Noch in einer weiteren Hinsicht erweist sich Breslau als ein gutes und für Jochen Klepper schicksalhaftes Pflaster: Hier lernt er die Welt des gebildeten, modernen Judentums kennen. Im heimischen Beuthen gibt es nur eine Handvoll jüdische Familien. In Breslau leben mehr als 23 000 Juden – gut 4 Prozent der städtischen Bevölkerung. Heimat der liberalen jüdischen Gemeinde ist die prächtige Neue Synagoge; orthodoxe Juden besuchen die (ältere) Storch-Synagoge in der Wallstraße. Und seit 1854 beherbergt die Stadt das Jüdisch-Theologische Seminar Fraenckelscher Stiftung, das erste moderne Rabbinerseminar in Europa. Die »Monatsschrift für Geschichte und Wissenschaft des Judentums« erscheint in Breslau. Seit dem preußischen Judenedikt von 1812 spielen jüdische Ärzte, Anwälte, Künstler, Kaufleute eine prominente Rolle in der Stadt. Streng religiös sind die wenigsten; die meisten Breslauer Juden sind assimiliert.

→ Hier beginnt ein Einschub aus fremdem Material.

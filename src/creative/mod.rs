//! Ad creative generation: per-stage generators, the attempt ledger they
//! record into, and the pipeline that chains them.

pub mod artifacts;
pub mod compose;
pub mod error;
pub mod image;
pub mod keyed_lock;
pub mod ledger;
pub mod mux;
pub mod pipeline;
pub mod providers;
pub mod quota;
pub mod rate_limit;
pub mod record;
pub mod segment;
pub mod stage;
pub mod voice;

pub use artifacts::{ArtifactRef, ArtifactStore};
pub use compose::{ComposeRequest, Composer, Composition};
pub use error::{ErrorKind, StageError};
pub use image::{ImageGenerator, ImageRequest};
pub use ledger::{AssetPage, AssetQuery, AttemptLedger, FinalizeOutcome, LedgerError};
pub use mux::{FfmpegMuxer, MuxExit, Muxer};
pub use pipeline::{
    CompositeAd, CompositeRequest, FailureReport, FinalizeReport, Pipeline, PipelineFailure,
    PipelineStage,
};
pub use quota::QuotaConfig;
pub use record::{AssetRecord, AttemptRecord, CreativeKey, CreativeKind, Stage, StageCounts};
pub use segment::Segment;
pub use stage::{GeneratedArtifact, StageDeps};
pub use voice::{VoiceGenerator, VoiceRequest};
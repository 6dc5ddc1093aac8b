//! Per-creative serialization of stage work.

use std::collections::HashMap;
use std::sync::{Arc, Mutex, PoisonError};

use tokio::sync::{Mutex as AsyncMutex, OwnedMutexGuard};

use super::record::CreativeKey;

/// Hands out one async lock per (subject, campaign). Different keys never
/// contend; idle entries are pruned on the next acquisition.
#[derive(Default)]
pub struct KeyedLocks {
    locks: Mutex<HashMap<CreativeKey, Arc<AsyncMutex<()>>>>,
}

impl KeyedLocks {
    pub fn new() -> Self {
        Self::default()
    }

    pub async fn lock(&self, key: &CreativeKey) -> OwnedMutexGuard<()> {
        let entry = {
            let mut locks = self.locks.lock().unwrap_or_else(PoisonError::into_inner);
            locks.retain(|_, lock| Arc::strong_count(lock) > 1);
            locks
                .entry(key.clone())
                .or_insert_with(|| Arc::new(AsyncMutex::new(())))
                .clone()
        };
        entry.lock_owned().await
    }

    #[cfg(test)]
    fn tracked(&self) -> usize {
        self.locks
            .lock()
            .unwrap_or_else(PoisonError::into_inner)
            .len()
    }
}

#[cfg(test)]
mod tests {
    use super::*;
    use std::time::Duration;

    #[tokio::test]
    async fn same_key_is_exclusive() {
        let locks = Arc::new(KeyedLocks::new());
        let key = CreativeKey::new("u1", "promo").unwrap();

        let guard = locks.lock(&key).await;
        let contender = {
            let locks = locks.clone();
            let key = key.clone();
            tokio::spawn(async move {
                let _guard = locks.lock(&key).await;
            })
        };

        tokio::time::sleep(Duration::from_millis(50)).await;
        assert!(!contender.is_finished());
        drop(guard);
        tokio::time::timeout(Duration::from_secs(1), contender)
            .await
            .unwrap()
            .unwrap();
    }

    #[tokio::test]
    async fn different_keys_do_not_contend() {
        let locks = KeyedLocks::new();
        let a = CreativeKey::new("u1", "promo").unwrap();
        let b = CreativeKey::new("u2", "promo").unwrap();

        let _a = locks.lock(&a).await;
        let acquired = tokio::time::timeout(Duration::from_millis(200), locks.lock(&b)).await;
        assert!(acquired.is_ok());
    }

    #[tokio::test]
    async fn idle_entries_are_pruned() {
        let locks = KeyedLocks::new();
        for i in 0..10 {
            let key = CreativeKey::new(&format!("u{i}"), "promo").unwrap();
            drop(locks.lock(&key).await);
        }
        assert!(locks.tracked() <= 1);
    }
}
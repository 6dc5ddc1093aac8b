use adsynq::creative::{CreativeKind, Stage};
use adsynq::ui::OutputFormat;
use clap::{Args, Parser, Subcommand, ValueEnum, ValueHint};
use std::path::PathBuf;

/// Ad creative pipeline: image, narration and video with attempt tracking
#[derive(Parser, Debug)]
#[command(author, version, about, long_about = None)]
pub struct Cli {
    /// Show debug events, including muxing tool output
    #[arg(short, long, global = true)]
    pub debug: bool,

    /// Event output format
    #[arg(long, value_enum, default_value_t = OutputArg::Text, global = true)]
    pub output: OutputArg,

    /// Disable colored output
    #[arg(long, global = true)]
    pub no_color: bool,

    /// Use an alternate config file
    #[arg(long, global = true, value_hint = ValueHint::FilePath)]
    pub config: Option<PathBuf>,

    #[command(subcommand)]
    pub command: Commands,
}

#[derive(ValueEnum, Debug, Clone, Copy, PartialEq, Eq)]
pub enum OutputArg {
    Text,
    Json,
}

impl From<OutputArg> for OutputFormat {
    fn from(arg: OutputArg) -> Self {
        match arg {
            OutputArg::Text => OutputFormat::Text,
            OutputArg::Json => OutputFormat::Json,
        }
    }
}

#[derive(Subcommand, Debug)]
pub enum Commands {
    /// Run image, voice and video generation for one campaign
    Generate(GenerateArgs),
    /// Generate only the campaign image
    Image(ImageArgs),
    /// Generate only the campaign narration
    Voice(VoiceArgs),
    /// Compose a video from existing image and audio artifacts
    Compose(ComposeArgs),
    /// Mark a campaign final; later generation attempts are rejected
    Finalize(KeyArgs),
    /// Show attempt counters and remaining quota for a campaign
    Status(KeyArgs),
    /// Inspect and export recorded attempts
    History {
        #[command(subcommand)]
        command: HistoryCommands,
    },
    /// Browse every stored artifact version
    Assets {
        #[command(subcommand)]
        command: AssetCommands,
    },
    /// Print the caption timing for a prompt without generating anything
    SyncMap(SyncMapArgs),
    /// Show or create the configuration file
    Config {
        #[command(subcommand)]
        command: ConfigCommands,
    },
}

#[derive(Args, Debug, Clone)]
pub struct KeyArgs {
    /// Account the creative belongs to
    #[arg(short, long)]
    pub subject: String,

    /// Campaign name
    #[arg(short, long)]
    pub campaign: String,
}

#[derive(Args, Debug, Clone)]
pub struct GenerateArgs {
    #[command(flatten)]
    pub key: KeyArgs,

    /// Ad brief used for the image, the narration and the captions
    #[arg(short, long)]
    pub prompt: String,

    /// Style hint for the image
    #[arg(long)]
    pub image_style: Option<String>,

    /// Voice to narrate with
    #[arg(long)]
    pub voice_style: Option<String>,

    /// Requested creative kind; only video and composite run the full chain
    #[arg(long, default_value = "video")]
    pub kind: CreativeKind,
}

#[derive(Args, Debug, Clone)]
pub struct ImageArgs {
    #[command(flatten)]
    pub key: KeyArgs,

    #[arg(short, long)]
    pub prompt: String,

    #[arg(long)]
    pub style: Option<String>,
}

#[derive(Args, Debug, Clone)]
pub struct VoiceArgs {
    #[command(flatten)]
    pub key: KeyArgs,

    /// Narration text
    #[arg(short, long)]
    pub text: String,

    /// Provider voice id
    #[arg(long)]
    pub voice: Option<String>,
}

#[derive(Args, Debug, Clone)]
pub struct ComposeArgs {
    #[command(flatten)]
    pub key: KeyArgs,

    /// Prompt the captions are derived from
    #[arg(short, long)]
    pub prompt: String,

    /// Image artifact reference, relative to the output directory
    #[arg(long)]
    pub image: String,

    /// Audio artifact reference, relative to the output directory
    #[arg(long)]
    pub audio: String,
}

#[derive(Subcommand, Debug, Clone)]
pub enum HistoryCommands {
    /// List recorded campaigns, newest first
    List {
        #[arg(short, long)]
        subject: Option<String>,
    },
    /// Show the newest campaign whose name contains the given text
    Show {
        #[arg(short, long)]
        campaign: String,

        #[arg(short, long)]
        subject: Option<String>,
    },
    /// Export records as JSON or CSV
    Export {
        #[arg(short, long)]
        subject: Option<String>,

        #[arg(short, long, value_enum, default_value_t = ExportFormat::Json)]
        format: ExportFormat,

        /// Write to a file instead of stdout
        #[arg(short, long, value_hint = ValueHint::FilePath)]
        out: Option<PathBuf>,
    },
}

#[derive(ValueEnum, Debug, Clone, Copy, PartialEq, Eq)]
pub enum ExportFormat {
    Json,
    Csv,
}

#[derive(Subcommand, Debug, Clone)]
pub enum AssetCommands {
    /// List cataloged artifacts, newest first
    List(AssetListArgs),
}

#[derive(Args, Debug, Clone)]
pub struct AssetListArgs {
    #[arg(short, long)]
    pub subject: Option<String>,

    /// Stage that produced the artifact (image, voice/audio, video)
    #[arg(short, long)]
    pub kind: Option<Stage>,

    /// Exact campaign name
    #[arg(short, long)]
    pub campaign: Option<String>,

    /// Case-insensitive text to look for in the prompt
    #[arg(long)]
    pub search: Option<String>,

    #[arg(long, default_value_t = 10, value_parser = clap::value_parser!(u32).range(1..=500))]
    pub limit: u32,

    #[arg(long, default_value_t = 1, value_parser = clap::value_parser!(u32).range(1..))]
    pub page: u32,
}

#[derive(Args, Debug, Clone)]
pub struct SyncMapArgs {
    #[arg(short, long)]
    pub prompt: String,
}

#[derive(Subcommand, Debug, Clone)]
pub enum ConfigCommands {
    /// Print the effective configuration (API keys redacted)
    Show,
    /// Write the default configuration file
    Init {
        /// Overwrite an existing file
        #[arg(long)]
        force: bool,
    },
}
//! Attempt records and the identifiers they are keyed by.

use std::fmt;
use std::str::FromStr;

use chrono::{DateTime, Utc};
use serde::{Deserialize, Serialize};

use super::error::StageError;
use super::segment::Segment;

/// One generation step of a creative.
#[derive(Debug, Clone, Copy, PartialEq, Eq, Hash, Serialize, Deserialize)]
#[serde(rename_all = "lowercase")]
pub enum Stage {
    Image,
    Voice,
    Video,
}

impl Stage {
    pub fn as_str(self) -> &'static str {
        match self {
            Stage::Image => "image",
            Stage::Voice => "voice",
            Stage::Video => "video",
        }
    }

    /// Directory under the output root holding this stage's artifacts.
    pub fn artifact_dir(self) -> &'static str {
        match self {
            Stage::Image => "images",
            Stage::Voice => "audio",
            Stage::Video => "videos",
        }
    }
}

impl fmt::Display for Stage {
    fn fmt(&self, f: &mut fmt::Formatter<'_>) -> fmt::Result {
        f.write_str(self.as_str())
    }
}

impl FromStr for Stage {
    type Err = String;

    fn from_str(value: &str) -> Result<Self, Self::Err> {
        match value.trim().to_ascii_lowercase().as_str() {
            "image" => Ok(Stage::Image),
            "voice" | "audio" => Ok(Stage::Voice),
            "video" => Ok(Stage::Video),
            other => Err(format!("unknown stage '{other}'")),
        }
    }
}

/// What the caller asked for when the record was created.
#[derive(Debug, Clone, Copy, Default, PartialEq, Eq, Serialize, Deserialize)]
#[serde(rename_all = "lowercase")]
pub enum CreativeKind {
    Image,
    Voice,
    #[default]
    Video,
    Composite,
}

impl CreativeKind {
    pub fn as_str(self) -> &'static str {
        match self {
            CreativeKind::Image => "image",
            CreativeKind::Voice => "voice",
            CreativeKind::Video => "video",
            CreativeKind::Composite => "composite",
        }
    }

    /// Whether this kind runs the full image, voice and video chain.
    pub fn is_full_chain(self) -> bool {
        matches!(self, CreativeKind::Video | CreativeKind::Composite)
    }
}

impl fmt::Display for CreativeKind {
    fn fmt(&self, f: &mut fmt::Formatter<'_>) -> fmt::Result {
        f.write_str(self.as_str())
    }
}

impl FromStr for CreativeKind {
    type Err = String;

    fn from_str(value: &str) -> Result<Self, Self::Err> {
        match value.trim().to_ascii_lowercase().as_str() {
            "image" => Ok(CreativeKind::Image),
            "voice" | "audio" => Ok(CreativeKind::Voice),
            "video" => Ok(CreativeKind::Video),
            "composite" => Ok(CreativeKind::Composite),
            other => Err(format!("unknown creative kind '{other}'")),
        }
    }
}

/// Lowercases, trims and replaces whitespace runs with `_`.
pub fn normalize_subject(raw: &str) -> String {
    raw.split_whitespace()
        .collect::<Vec<_>>()
        .join("_")
        .to_lowercase()
}

/// Natural key of an attempt record: (subject, campaign).
#[derive(Debug, Clone, PartialEq, Eq, Hash)]
pub struct CreativeKey {
    subject: String,
    campaign: String,
}

impl CreativeKey {
    /// Normalizes the subject and validates both parts.
    ///
    /// The subject ends up in artifact paths, so separators and `..` are
    /// rejected outright.
    pub fn new(subject: &str, campaign: &str) -> Result<Self, StageError> {
        let subject = normalize_subject(subject);
        if subject.is_empty() {
            return Err(StageError::Validation("subject is required".into()));
        }
        if subject.contains(['/', '\\']) || subject.contains("..") || subject.starts_with('.') {
            return Err(StageError::Validation(format!(
                "subject '{subject}' contains path characters"
            )));
        }

        let campaign = campaign.trim();
        if campaign.is_empty() {
            return Err(StageError::Validation("campaign name is required".into()));
        }

        Ok(Self {
            subject,
            campaign: campaign.to_string(),
        })
    }

    pub fn subject(&self) -> &str {
        &self.subject
    }

    pub fn campaign(&self) -> &str {
        &self.campaign
    }

    /// File-name friendly form of the campaign name.
    pub fn campaign_slug(&self) -> String {
        let slug: String = self
            .campaign
            .split_whitespace()
            .collect::<Vec<_>>()
            .join("_")
            .to_lowercase()
            .chars()
            .filter(|c| c.is_ascii_alphanumeric() || *c == '_' || *c == '-')
            .collect();
        if slug.is_empty() {
            "campaign".to_string()
        } else {
            slug
        }
    }
}

impl fmt::Display for CreativeKey {
    fn fmt(&self, f: &mut fmt::Formatter<'_>) -> fmt::Result {
        write!(f, "{}/{}", self.subject, self.campaign)
    }
}

/// Successful, persisted generations per stage.
#[derive(Debug, Clone, Copy, Default, PartialEq, Eq, Serialize, Deserialize)]
pub struct StageCounts {
    pub image: u32,
    pub audio: u32,
    pub video: u32,
}

impl StageCounts {
    pub fn get(&self, stage: Stage) -> u32 {
        match stage {
            Stage::Image => self.image,
            Stage::Voice => self.audio,
            Stage::Video => self.video,
        }
    }
}

/// The current creative-in-progress for one (subject, campaign) pair.
#[derive(Debug, Clone, PartialEq, Serialize, Deserialize)]
#[serde(rename_all = "camelCase")]
pub struct AttemptRecord {
    pub subject: String,
    pub campaign: String,
    pub source_prompt: String,
    pub kind: CreativeKind,
    pub image_ref: Option<String>,
    pub audio_ref: Option<String>,
    pub video_ref: Option<String>,
    pub sync_map: Vec<Segment>,
    pub stage_counts: StageCounts,
    pub total_attempts: u32,
    pub is_final: bool,
    pub finalized_at: Option<DateTime<Utc>>,
    pub created_at: DateTime<Utc>,
}

impl AttemptRecord {
    pub fn artifact_ref(&self, stage: Stage) -> Option<&str> {
        match stage {
            Stage::Image => self.image_ref.as_deref(),
            Stage::Voice => self.audio_ref.as_deref(),
            Stage::Video => self.video_ref.as_deref(),
        }
    }
}

/// One cataloged artifact. Every recorded stage success adds a row; the
/// version counts that stage's successes for the creative.
#[derive(Debug, Clone, PartialEq, Serialize)]
#[serde(rename_all = "camelCase")]
pub struct AssetRecord {
    pub id: i64,
    pub subject: String,
    pub campaign: String,
    pub stage: Stage,
    pub reference: String,
    pub prompt: String,
    pub version: u32,
    pub created_at: DateTime<Utc>,
}

#[cfg(test)]
mod tests {
    use super::*;

    #[test]
    fn subject_is_normalized() {
        let key = CreativeKey::new("  Jane   Doe ", "Spring Promo").unwrap();
        assert_eq!(key.subject(), "jane_doe");
        assert_eq!(key.campaign(), "Spring Promo");
    }

    #[test]
    fn rejects_path_like_subjects() {
        assert!(CreativeKey::new("../etc", "promo").is_err());
        assert!(CreativeKey::new("a/b", "promo").is_err());
        assert!(CreativeKey::new("   ", "promo").is_err());
        assert!(CreativeKey::new("u1", "  ").is_err());
    }

    #[test]
    fn campaign_slug_drops_unsafe_characters() {
        let key = CreativeKey::new("u1", "Summer Sale: 50% off!").unwrap();
        assert_eq!(key.campaign_slug(), "summer_sale_50_off");

        let key = CreativeKey::new("u1", "???").unwrap();
        assert_eq!(key.campaign_slug(), "campaign");
    }

    #[test]
    fn kind_parses_aliases() {
        assert_eq!("Audio".parse::<CreativeKind>(), Ok(CreativeKind::Voice));
        assert_eq!("video".parse::<CreativeKind>(), Ok(CreativeKind::Video));
        assert!("gif".parse::<CreativeKind>().is_err());
        assert!(CreativeKind::Composite.is_full_chain());
        assert!(!CreativeKind::Image.is_full_chain());
        assert_eq!("audio".parse::<Stage>(), Ok(Stage::Voice));
        assert_eq!(" Image".parse::<Stage>(), Ok(Stage::Image));
        assert!("text".parse::<Stage>().is_err());
    }
}
use crate::foundation::error::{NewsreelError, NewsreelResult};

/// Marker appended to the last kept line when wrapped content is truncated.
pub const ELLIPSIS: char = '\u{2026}';

/// Horizontal glyph metrics used for measuring text before it is rasterized.
pub trait FontMetrics: Send + Sync {
    /// Advance of `ch` in em units. Pixel width is `advance_em * size_px`.
    fn advance_em(&self, ch: char) -> f32;
}

/// Two-class metrics: Latin-like glyphs advance `narrow_em`, CJK/fullwidth glyphs `wide_em`.
#[derive(Clone, Copy, Debug, PartialEq, serde::Serialize, serde::Deserialize)]
pub struct MonoMetrics {
    pub narrow_em: f32,
    pub wide_em: f32,
}

impl Default for MonoMetrics {
    fn default() -> Self {
        Self {
            narrow_em: 0.55,
            wide_em: 1.0,
        }
    }
}

impl FontMetrics for MonoMetrics {
    fn advance_em(&self, ch: char) -> f32 {
        if is_wide(ch) {
            self.wide_em
        } else {
            self.narrow_em
        }
    }
}

/// Glyphs that occupy a full em and wrap individually (CJK ideographs, kana, hangul, fullwidth forms).
pub fn is_wide(ch: char) -> bool {
    matches!(
        u32::from(ch),
        0x1100..=0x115F
            | 0x2E80..=0x303F
            | 0x3040..=0x30FF
            | 0x3100..=0x31FF
            | 0x3400..=0x4DBF
            | 0x4E00..=0x9FFF
            | 0xAC00..=0xD7AF
            | 0xF900..=0xFAFF
            | 0xFE30..=0xFE4F
            | 0xFF00..=0xFF60
            | 0xFFE0..=0xFFE6
            | 0x20000..=0x2FFFD
    )
}

/// Pixel width of `text` at `size_px`.
pub fn measure(text: &str, metrics: &dyn FontMetrics, size_px: f32) -> f32 {
    text.chars().map(|ch| metrics.advance_em(ch) * size_px).sum()
}

#[derive(Clone, Copy, Debug, PartialEq, Eq)]
struct Token<'a> {
    text: &'a str,
    space_before: bool,
}

/// Split into wrap units: whitespace-separated words, with every wide glyph as its own unit that
/// joins its neighbours without a space.
fn tokenize(text: &str) -> Vec<Token<'_>> {
    let mut out = Vec::new();
    let mut word: Option<(usize, bool)> = None;
    let mut pending_space = false;

    for (i, ch) in text.char_indices() {
        if ch.is_whitespace() {
            flush_word(text, &mut out, &mut word, i);
            pending_space = !out.is_empty();
        } else if is_wide(ch) {
            flush_word(text, &mut out, &mut word, i);
            out.push(Token {
                text: &text[i..i + ch.len_utf8()],
                space_before: pending_space,
            });
            pending_space = false;
        } else if word.is_none() {
            word = Some((i, pending_space));
            pending_space = false;
        }
    }
    flush_word(text, &mut out, &mut word, text.len());
    out
}

fn flush_word<'a>(
    text: &'a str,
    out: &mut Vec<Token<'a>>,
    word: &mut Option<(usize, bool)>,
    end: usize,
) {
    if let Some((start, space_before)) = word.take() {
        out.push(Token {
            text: &text[start..end],
            space_before,
        });
    }
}

/// Text size and wrap width must both be finite and positive.
pub(crate) fn check_sizes(max_width: f32, size_px: f32) -> NewsreelResult<()> {
    if !size_px.is_finite() || size_px <= 0.0 {
        return Err(NewsreelError::layout("text size_px must be finite and > 0"));
    }
    if !max_width.is_finite() || max_width <= 0.0 {
        return Err(NewsreelError::layout("max_width must be finite and > 0"));
    }
    Ok(())
}

fn check_inputs(
    text: &str,
    max_width: f32,
    metrics: &dyn FontMetrics,
    size_px: f32,
) -> NewsreelResult<()> {
    check_sizes(max_width, size_px)?;
    let needs_space = text.chars().any(char::is_whitespace);
    let glyphs = text
        .chars()
        .filter(|c| !c.is_whitespace())
        .chain(needs_space.then_some(' '));
    for ch in glyphs {
        let adv = metrics.advance_em(ch);
        if !adv.is_finite() || adv <= 0.0 {
            return Err(NewsreelError::layout(format!(
                "font metrics report non-positive advance {adv} for {ch:?}"
            )));
        }
    }
    Ok(())
}

/// Greedy wrap of `text` into lines no wider than `max_width` pixels.
///
/// A unit wider than `max_width` is never split: it is placed alone on its own line, which is
/// then the only kind of line allowed to exceed the width.
pub fn wrap(
    text: &str,
    max_width: f32,
    metrics: &dyn FontMetrics,
    size_px: f32,
) -> NewsreelResult<Vec<String>> {
    check_inputs(text, max_width, metrics, size_px)?;
    Ok(wrap_by(text, max_width, |line| measure(line, metrics, size_px)))
}

/// [`wrap`] with an arbitrary line measure, e.g. a shaped width from the real font.
///
/// `line_width` must not shrink when text is appended.
pub fn wrap_by(
    text: &str,
    max_width: f32,
    mut line_width: impl FnMut(&str) -> f32,
) -> Vec<String> {
    let mut lines = Vec::new();
    let mut current = String::new();
    for tok in tokenize(text) {
        if current.is_empty() {
            current.push_str(tok.text);
            continue;
        }

        let mut candidate = current.clone();
        if tok.space_before {
            candidate.push(' ');
        }
        candidate.push_str(tok.text);

        if line_width(&candidate) <= max_width {
            current = candidate;
        } else {
            lines.push(std::mem::take(&mut current));
            current.push_str(tok.text);
        }
    }
    if !current.is_empty() {
        lines.push(current);
    }
    lines
}

/// Apply the overflow policy: keep at most `max_lines`, and when anything was dropped end the
/// last kept line with [`ELLIPSIS`], trimmed until it fits `max_width`.
pub fn clamp_lines(
    lines: &[String],
    max_lines: usize,
    metrics: &dyn FontMetrics,
    size_px: f32,
    max_width: f32,
) -> Vec<String> {
    clamp_lines_by(lines, max_lines, max_width, |line| {
        measure(line, metrics, size_px)
    })
}

/// [`clamp_lines`] with an arbitrary line measure.
pub fn clamp_lines_by(
    lines: &[String],
    max_lines: usize,
    max_width: f32,
    mut line_width: impl FnMut(&str) -> f32,
) -> Vec<String> {
    if lines.len() <= max_lines {
        return lines.to_vec();
    }
    if max_lines == 0 {
        return Vec::new();
    }

    let mut kept = lines[..max_lines].to_vec();
    if let Some(last) = kept.last_mut() {
        let mut base = last.trim_end().to_string();
        loop {
            let candidate = format!("{base}{ELLIPSIS}");
            if base.is_empty() || line_width(&candidate) <= max_width {
                *last = candidate;
                break;
            }
            base.pop();
            base.truncate(base.trim_end().len());
        }
    }
    kept
}

/// [`wrap`] followed by [`clamp_lines`].
pub fn wrap_clamped(
    text: &str,
    max_width: f32,
    metrics: &dyn FontMetrics,
    size_px: f32,
    max_lines: usize,
) -> NewsreelResult<Vec<String>> {
    let lines = wrap(text, max_width, metrics, size_px)?;
    Ok(clamp_lines(&lines, max_lines, metrics, size_px, max_width))
}

#[cfg(test)]
#[path = "../../tests/unit/layout/wrap.rs"]
mod tests;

Ernst Lohmeyer führt Jochen Klepper nicht nur in die »Geschichte des jüdischen Volkes (vom Exil bis Hadrian)« ein, er ist auch eng befreundet mit dem Psychologen und Philosophen Richard Hönigswald und empfiehlt dessen Seminare, die Jochen Klepper in der Folge belegt. Hönigswald stammt aus einer ungarischen jüdischen Familie und ist zwar bereits 1904 zum Christentum konvertiert, aber natürlich steht er zu seinen Wurzeln. Ein weiterer jüdischer Dozent findet Jochen Kleppers Aufmerksamkeit: der Kunsthistoriker Franz Landsberger. Die Bekanntschaft mit ihm wird drei Jahre später in eine berufliche Zusammenarbeit münden.